# YOUR OBJECTIVE
Once the line with "None, Some(5.0), None].into_iter().collect();" is found in the entries below, print it and each following line exactly, stopping after the line with "like no column"; print nothing else.

# RECORDS SHOWN

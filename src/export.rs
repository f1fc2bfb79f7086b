//! Binary + metadata export.
//!
//! Every numeric array is written as a headerless blob of native-endian
//! `f32`. Lengths live only in the JSON sidecar:
//!
//! ```text
//! <base>_edges.bin              [src, dst, src, dst, ...]      always
//! <base>_edges_trajectory.bin   same layout, trajectory edges   partitioned + non-empty
//! <base>_edges_similarity.bin   same layout, similarity edges   partitioned + non-empty
//! <base>_positions.bin          [x, y, x, y, ...]               always
//! <base>_metadata.json          `Metadata`                      always
//! ```
//!
//! Everything is encoded into an `ArtifactSet` in memory first; nothing
//! touches the filesystem until `write_artifacts`.

use std::path::{Path, PathBuf};

use serde::{Deserialize, Serialize};

use crate::attributes::{
    normalize_condition_bias, normalize_pseudotime, NodeAttributes,
};
use crate::config::ArtifactPaths;
use crate::encode::EncodedEdges;
use crate::index::NodeIndex;
use crate::Result;

/// The JSON sidecar. Field order is the serialized order.
///
/// Optional fields are omitted, not nulled, when their gate is off.
#[derive(Debug, Clone, PartialEq, Serialize, Deserialize)]
pub struct Metadata {
    pub num_nodes: usize,
    /// After sampling.
    pub num_edges: usize,
    pub has_edge_types: bool,
    pub num_trajectory_edges: usize,
    pub num_similarity_edges: usize,
    pub edges_file: String,
    #[serde(default, skip_serializing_if = "Option::is_none")]
    pub trajectory_edges_file: Option<String>,
    #[serde(default, skip_serializing_if = "Option::is_none")]
    pub similarity_edges_file: Option<String>,
    pub positions_file: String,
    /// Node identities in index order.
    pub names: Vec<String>,
    pub attractor_sizes: Vec<u64>,
    #[serde(default, skip_serializing_if = "Option::is_none")]
    pub pseudotime_raw: Option<Vec<Option<f64>>>,
    #[serde(default, skip_serializing_if = "Option::is_none")]
    pub pseudotime_norm: Option<Vec<Option<f64>>>,
    #[serde(default, skip_serializing_if = "Option::is_none")]
    pub pseudotime_min: Option<f64>,
    #[serde(default, skip_serializing_if = "Option::is_none")]
    pub pseudotime_max: Option<f64>,
    #[serde(default, skip_serializing_if = "Option::is_none")]
    pub condition_bias_raw: Option<Vec<Option<f64>>>,
    #[serde(default, skip_serializing_if = "Option::is_none")]
    pub condition_bias_norm: Option<Vec<Option<f64>>>,
    #[serde(default, skip_serializing_if = "Option::is_none")]
    pub disease_region: Option<Vec<Option<String>>>,
}

impl Metadata {
    pub fn build(
        index: &NodeIndex,
        edges: &EncodedEdges,
        attrs: &NodeAttributes,
        paths: &ArtifactPaths,
    ) -> Self {
        let (num_trajectory_edges, num_similarity_edges) = edges
            .partition
            .as_ref()
            .map(|p| (p.trajectory_count(), p.similarity_count()))
            .unwrap_or((0, 0));

        let pseudotime = attrs
            .pseudotime
            .emitted()
            .and_then(normalize_pseudotime);
        let condition_bias = attrs
            .condition_bias
            .emitted()
            .map(normalize_condition_bias);

        Self {
            num_nodes: index.len(),
            num_edges: edges.edge_count(),
            has_edge_types: edges.is_partitioned(),
            num_trajectory_edges,
            num_similarity_edges,
            edges_file: paths.edges(),
            trajectory_edges_file: (num_trajectory_edges > 0).then(|| paths.trajectory_edges()),
            similarity_edges_file: (num_similarity_edges > 0).then(|| paths.similarity_edges()),
            positions_file: paths.positions(),
            names: index.names(),
            attractor_sizes: attrs.attractor_sizes.clone(),
            pseudotime_min: pseudotime.as_ref().map(|p| p.bounds.min),
            pseudotime_max: pseudotime.as_ref().map(|p| p.bounds.max),
            pseudotime_raw: pseudotime.as_ref().map(|p| p.raw.clone()),
            pseudotime_norm: pseudotime.map(|p| p.norm),
            condition_bias_raw: condition_bias.as_ref().map(|c| c.raw.clone()),
            condition_bias_norm: condition_bias.map(|c| c.norm),
            disease_region: attrs.disease_region.emitted().map(<[_]>::to_vec),
        }
    }
}

/// One file's name and full contents.
#[derive(Debug, Clone, PartialEq)]
pub struct Artifact {
    pub file_name: String,
    pub bytes: Vec<u8>,
}

/// Every file of one run, fully encoded.
#[derive(Debug, Clone, PartialEq)]
pub struct ArtifactSet {
    pub binaries: Vec<Artifact>,
    pub metadata: Metadata,
    pub metadata_file: String,
}

impl ArtifactSet {
    /// Encode the arrays and metadata. Typed edge files are only produced
    /// for non-empty partitions, matching the names the metadata carries.
    pub fn assemble(
        index: &NodeIndex,
        edges: &EncodedEdges,
        positions: &[f32],
        attrs: &NodeAttributes,
        paths: &ArtifactPaths,
    ) -> Self {
        let metadata = Metadata::build(index, edges, attrs, paths);

        let mut binaries = vec![Artifact {
            file_name: metadata.edges_file.clone(),
            bytes: f32_bytes(&edges.combined),
        }];
        if let Some(partition) = &edges.partition {
            if let Some(name) = &metadata.trajectory_edges_file {
                binaries.push(Artifact { file_name: name.clone(), bytes: f32_bytes(&partition.trajectory) });
            }
            if let Some(name) = &metadata.similarity_edges_file {
                binaries.push(Artifact { file_name: name.clone(), bytes: f32_bytes(&partition.similarity) });
            }
        }
        binaries.push(Artifact {
            file_name: metadata.positions_file.clone(),
            bytes: f32_bytes(positions),
        });

        Self { binaries, metadata, metadata_file: paths.metadata() }
    }

    pub fn metadata_json(&self) -> Result<Vec<u8>> {
        Ok(serde_json::to_vec_pretty(&self.metadata)?)
    }
}

/// Native-endian bytes of an `f32` slice.
pub fn f32_bytes(values: &[f32]) -> Vec<u8> {
    let mut out = Vec::with_capacity(values.len() * 4);
    for v in values {
        out.extend_from_slice(&v.to_ne_bytes());
    }
    out
}

/// Inverse of `f32_bytes`. Trailing bytes that do not fill an `f32` are
/// ignored.
pub fn f32_from_bytes(bytes: &[u8]) -> Vec<f32> {
    bytes
        .chunks_exact(4)
        .map(|c| f32::from_ne_bytes([c[0], c[1], c[2], c[3]]))
        .collect()
}

/// Create `dir` if needed and write every artifact, overwriting existing
/// files. Returns the written paths, metadata last.
pub fn write_artifacts(set: &ArtifactSet, dir: &Path) -> Result<Vec<PathBuf>> {
    // encode before creating anything on disk
    let metadata = set.metadata_json()?;

    std::fs::create_dir_all(dir)?;
    let mut written = Vec::with_capacity(set.binaries.len() + 1);
    for artifact in &set.binaries {
        let path = dir.join(&artifact.file_name);
        tracing::info!(path = %path.display(), bytes = artifact.bytes.len(), "writing binary");
        std::fs::write(&path, &artifact.bytes)?;
        written.push(path);
    }

    let path = dir.join(&set.metadata_file);
    tracing::info!(path = %path.display(), "writing metadata");
    std::fs::write(&path, metadata)?;
    written.push(path);
    Ok(written)
}

#[cfg(test)]
mod tests {
    use super::*;
    use crate::attributes::AttributeColumn;
    use crate::encode::EdgePartition;

    fn four_nodes() -> NodeIndex {
        let g = crate::source::MemoryGraph::from_edges(true, ["A", "B", "C", "D"], []);
        NodeIndex::build(&g)
    }

    fn bare_attrs(n: usize) -> NodeAttributes {
        NodeAttributes {
            pseudotime: std::iter::repeat_n(None, n).collect(),
            attractor_sizes: vec![0; n],
            has_attractor_sizes: false,
            condition_bias: std::iter::repeat_n(None, n).collect(),
            disease_region: std::iter::repeat_n(None, n).collect(),
        }
    }

    fn paths() -> ArtifactPaths {
        ArtifactPaths::new(Path::new("out"), "g")
    }

    #[test]
    fn test_f32_bytes_native_endian() {
        let bytes = f32_bytes(&[1.0, 2.5]);
        assert_eq!(bytes.len(), 8);
        assert_eq!(&bytes[..4], &1.0f32.to_ne_bytes());
        assert_eq!(f32_from_bytes(&bytes), vec![1.0, 2.5]);
    }

    #[test]
    fn test_metadata_omits_absent_attributes() {
        let edges = EncodedEdges {
            combined: vec![0.0, 1.0, 1.0, 2.0, 2.0, 3.0],
            total_edges: 3,
            ..Default::default()
        };
        let meta = Metadata::build(&four_nodes(), &edges, &bare_attrs(4), &paths());
        let json = serde_json::to_value(&meta).unwrap();
        let obj = json.as_object().unwrap();

        assert_eq!(obj["num_nodes"], 4);
        assert_eq!(obj["num_edges"], 3);
        assert_eq!(obj["has_edge_types"], false);
        assert_eq!(obj["edges_file"], "g_edges.bin");
        assert_eq!(obj["attractor_sizes"], serde_json::json!([0, 0, 0, 0]));
        for key in [
            "trajectory_edges_file", "similarity_edges_file",
            "pseudotime_raw", "pseudotime_norm", "pseudotime_min", "pseudotime_max",
            "condition_bias_raw", "condition_bias_norm", "disease_region",
        ] {
            assert!(!obj.contains_key(key), "{key} should be omitted");
        }
    }

    #[test]
    fn test_metadata_with_attributes() {
        let mut attrs = bare_attrs(4);
        attrs.pseudotime = [None, None, Some(5.0), None].into_iter().collect();
        attrs.condition_bias = [Some(2.0), None, None, Some(-1.0)].into_iter().collect();
        attrs.disease_region = [None, Some("LN".to_string()), None, None].into_iter().collect();

        let meta = Metadata::build(&four_nodes(), &EncodedEdges::default(), &attrs, &paths());
        assert_eq!(meta.pseudotime_raw, Some(vec![None, None, Some(5.0), None]));
        assert_eq!(meta.pseudotime_norm, Some(vec![None, None, Some(1.0), None]));
        assert_eq!(meta.pseudotime_min, Some(5.0));
        assert_eq!(meta.pseudotime_max, Some(5.0));
        assert_eq!(meta.condition_bias_norm, Some(vec![Some(1.5), None, None, Some(0.0)]));
        assert_eq!(meta.disease_region, Some(vec![None, Some("LN".into()), None, None]));

        let json = serde_json::to_value(&meta).unwrap();
        assert_eq!(json["pseudotime_raw"], serde_json::json!([null, null, 5.0, null]));
    }

    #[test]
    fn test_flag_gates_output_not_contents() {
        // an all-null column with the flag off renders like no column
        let mut attrs = bare_attrs(2);
        attrs.pseudotime = AttributeColumn::default();
        let index = NodeIndex::build(&crate::source::MemoryGraph::from_edges(true, ["x", "y"], []));
        let a = Metadata::build(&index, &EncodedEdges::default(), &attrs, &paths());
        let b = Metadata::build(&index, &EncodedEdges::default(), &bare_attrs(2), &paths());
        assert_eq!(a, b);
    }

    #[test]
    fn test_empty_partition_file_omitted() {
        let edges = EncodedEdges {
            combined: vec![0.0, 1.0],
            partition: Some(EdgePartition { trajectory: vec![0.0, 1.0], similarity: vec![] }),
            total_edges: 1,
            sampled: false,
        };
        let set = ArtifactSet::assemble(&four_nodes(), &edges, &[0.0; 8], &bare_attrs(4), &paths());
        assert!(set.metadata.has_edge_types);
        assert_eq!(set.metadata.num_trajectory_edges, 1);
        assert_eq!(set.metadata.num_similarity_edges, 0);
        assert_eq!(set.metadata.trajectory_edges_file.as_deref(), Some("g_edges_trajectory.bin"));
        assert!(set.metadata.similarity_edges_file.is_none());

        let names: Vec<&str> = set.binaries.iter().map(|a| a.file_name.as_str()).collect();
        assert_eq!(names, ["g_edges.bin", "g_edges_trajectory.bin", "g_positions.bin"]);
    }

    #[test]
    fn test_write_creates_dir_and_overwrites() {
        let tmp = tempfile::tempdir().unwrap();
        let dir = tmp.path().join("nested/out");
        let edges = EncodedEdges { combined: vec![0.0, 1.0], total_edges: 1, ..Default::default() };
        let set = ArtifactSet::assemble(&four_nodes(), &edges, &[0.5; 8], &bare_attrs(4), &paths());

        std::fs::create_dir_all(&dir).unwrap();
        std::fs::write(dir.join("g_edges.bin"), b"stale contents that are longer").unwrap();

        let written = write_artifacts(&set, &dir).unwrap();
        assert_eq!(written.len(), 3);
        assert_eq!(written.last().unwrap(), &dir.join("g_metadata.json"));
        assert_eq!(f32_from_bytes(&std::fs::read(dir.join("g_edges.bin")).unwrap()), vec![0.0, 1.0]);

        let meta: Metadata =
            serde_json::from_slice(&std::fs::read(dir.join("g_metadata.json")).unwrap()).unwrap();
        assert_eq!(meta, set.metadata);
    }
}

# EXERCISE OUTPUT
        attrs.pseudotime = [None, None, Some(5.0), None].into_iter().collect();
        attrs.condition_bias = [Some(2.0), None, None, Some(-1.0)].into_iter().collect();
        attrs.disease_region = [None, Some("LN".to_string()), None, None].into_iter().collect();

        let meta = Metadata::build(&four_nodes(), &EncodedEdges::default(), &attrs, &paths());
        assert_eq!(meta.pseudotime_raw, Some(vec![None, None, Some(5.0), None]));
        assert_eq!(meta.pseudotime_norm, Some(vec![None, None, Some(1.0), None]));
        assert_eq!(meta.pseudotime_min, Some(5.0));
        assert_eq!(meta.pseudotime_max, Some(5.0));
        assert_eq!(meta.condition_bias_norm, Some(vec![Some(1.5), None, None, Some(0.0)]));
        assert_eq!(meta.disease_region, Some(vec![None, Some("LN".into()), None, None]));

        let json = serde_json::to_value(&meta).unwrap();
        assert_eq!(json["pseudotime_raw"], serde_json::json!([null, null, 5.0, null]));
    }

    #[test]
    fn test_flag_gates_output_not_contents() {
        // an all-null column with the flag off renders like no column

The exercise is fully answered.